5. Imbalan kepada tenaga kerja keluarga (return to family labour). Dihitung dari
penghasilan bersih usahatani dengan mengurangkan bunga modal petani yang
diperhitungkan. Ukuran imbalan ini dapat dibagi dengan jumlah anggota
keluarga yang bekerja dalam usahatani untuk memperoleh taksiran imbalan
terhadap setiap orang. Angka ini dapat dibandingkan dengan imbalan atau upah
kerja luar usahatani.
Konsep Rasio Imbangan Penerimaan dan Biaya (R/C Ratio)
Salah satu ukuran efisiensi usahatani adalah rasio imbangan penerimaan dan
biaya (Return and Cost). Rasio R/C menunjukkan pendapatan kotor yang diterima
untuk setiap rupiah yang dikeluarkan untuk memproduksi tiap satuan produksi.

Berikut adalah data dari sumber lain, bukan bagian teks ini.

use clap::Parser;
use clap_complete::Shell;
use std::time::Duration;

use crate::engine::types::SpeedTestConfig;

/// Which output mode was requested.
#[derive(Debug, Clone, Copy, PartialEq, Eq)]
pub enum OutputMode {
    Simple,
    Json,
    JsonPretty,
    Csv,
}

/// Unofficial CLI for fast.com
#[derive(Parser, Debug)]
#[command(name = "fastmeter", version, about)]
pub struct Cli {
    /// Number of measurement trials
    #[arg(short = 't', long = "nr-trials", default_value_t = 5, value_parser = clap::value_parser!(u32).range(1..=999))]
    pub nr_trials: u32,

    /// Number of download URLs requested from the API
    #[arg(short = 'c', long = "nr-urls", default_value_t = 5, value_parser = clap::value_parser!(u32).range(1..=25))]
    pub nr_urls: u32,

    /// Concurrent download streams per URL
    #[arg(short = 's', long = "streams-per-url", default_value_t = 5, value_parser = clap::value_parser!(u32).range(1..=25))]
    pub streams_per_url: u32,

    /// Upper bound in seconds on any single download within a trial
    #[arg(long = "max-trial-duration", value_name = "SECONDS", default_value_t = 30)]
    pub max_trial_duration: u64,

    /// JSON output
    #[arg(long)]
    pub json: bool,

    /// Pretty JSON output
    #[arg(long = "json-pretty")]
    pub json_pretty: bool,

    /// CSV output
    #[arg(long)]
    pub csv: bool,

    /// Force IPv4 with optional source address
    #[arg(long, num_args = 0..=1, default_missing_value = "0.0.0.0", conflicts_with = "ipv6")]
    pub ipv4: Option<String>,

    /// Force IPv6 with optional source address
    #[arg(long, num_args = 0..=1, default_missing_value = "::", conflicts_with = "ipv4")]
    pub ipv6: Option<String>,

    /// Verbose engine logging
    #[arg(short, long)]
    pub verbose: bool,

    /// Generate shell completions
    #[arg(long = "generate-completion", value_name = "SHELL")]
    pub completion: Option<Shell>,
}

impl Cli {
    pub fn output_mode(&self) -> OutputMode {
        if self.json {
            OutputMode::Json
        } else if self.json_pretty {
            OutputMode::JsonPretty
        } else if self.csv {
            OutputMode::Csv
        } else {
            OutputMode::Simple
        }
    }

    pub fn to_config(&self) -> SpeedTestConfig {
        SpeedTestConfig {
            nr_trials: self.nr_trials,
            nr_urls: self.nr_urls,
            streams_per_url: self.streams_per_url,
            trial_timeout: Duration::from_secs(self.max_trial_duration),
        }
    }
}
pub mod client;
pub mod discovery;
pub mod download;
pub mod error;
pub mod runner;
pub mod trial;
pub mod types;
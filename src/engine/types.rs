use serde::Serialize;
use std::time::Duration;
use tokio::sync::mpsc;

/// One test-file URL handed out by the fast.com API. The URLs are signed
/// and short-lived; they are treated as opaque strings.
pub type Endpoint = String;

/// Outcome of draining one endpoint's response body.
///
/// A failed download still carries whatever bytes made it over the wire
/// before the failure.
#[derive(Debug, Clone, Copy)]
pub struct DownloadResult {
    pub bytes: u64,
    pub succeeded: bool,
}

/// One concurrent-download cycle across all endpoints.
#[derive(Debug, Clone, Copy, Serialize)]
pub struct TrialMeasurement {
    pub total_bytes: u64,
    pub elapsed_secs: f64,
    pub mbps: f64,
}

impl TrialMeasurement {
    pub fn new(total_bytes: u64, elapsed_secs: f64) -> Self {
        Self {
            total_bytes,
            elapsed_secs,
            mbps: megabits_per_second(total_bytes, elapsed_secs),
        }
    }
}

/// Final result of a complete run: per-trial speeds in execution order
/// plus their arithmetic mean.
#[derive(Debug, Clone, Serialize)]
pub struct SpeedTestResult {
    pub trials: Vec<TrialMeasurement>,
    pub mean_mbps: f64,
}

impl SpeedTestResult {
    pub fn from_trials(trials: Vec<TrialMeasurement>) -> Self {
        let mean_mbps = if trials.is_empty() {
            0.0
        } else {
            trials.iter().map(|t| t.mbps).sum::<f64>() / trials.len() as f64
        };
        Self { trials, mean_mbps }
    }
}

/// Bytes over wall-clock seconds as megabits per second.
///
/// Defined as 0 for a zero-length window so a degenerate clock reading
/// never produces infinity or NaN.
pub fn megabits_per_second(bytes: u64, secs: f64) -> f64 {
    if secs <= 0.0 {
        return 0.0;
    }
    bytes as f64 * 8.0 / 1_000_000.0 / secs
}

/// Configuration for a speed test run.
#[derive(Debug, Clone)]
pub struct SpeedTestConfig {
    /// Number of sequential measurement trials.
    pub nr_trials: u32,
    /// Number of download URLs requested from the API.
    pub nr_urls: u32,
    /// Concurrent downloads launched per URL within one trial.
    pub streams_per_url: u32,
    /// Upper bound on any single download within a trial.
    pub trial_timeout: Duration,
}

impl Default for SpeedTestConfig {
    fn default() -> Self {
        Self {
            nr_trials: 5,
            nr_urls: 5,
            streams_per_url: 5,
            trial_timeout: Duration::from_secs(30),
        }
    }
}

/// Events emitted by the engine for real-time consumption.
#[derive(Debug, Clone)]
pub enum SpeedTestEvent {
    EndpointsReady {
        count: usize,
    },
    NoEndpoints,
    TrialComplete {
        index: u32,
        total: u32,
        measurement: TrialMeasurement,
    },
    Complete(SpeedTestResult),
}

pub type EventSender = mpsc::Sender<SpeedTestEvent>;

Alat analisis ini dapat dipakai untuk melihat keuntungan relatif dari suatu kegiatan
usahatani berdasarkan perhitungan finansial sehingga dapat dijadikan penilaian
terhadap keputusan petani untuk menjalankan usahatani tertentu. Point penting
pada konsep ini adalah unsur biaya merupakan unsur modal. Dalam analisis ini
akan dikaji seberapa jauh setiap nilai rupiah biaya yang digunakan dalam kegiatan
usahataninya dapat memberikan sejumlah nilai penerimaan sebagai manfaatnya
Soeharjo dan Patong (1973).
Usahatani efisien apabila R/C lebih besar dari 1 (R/C>1) artinya untuk
setiap Rp 1 biaya yang dikeluarkan akan memberikan penerimaan lebih dari Rp 1.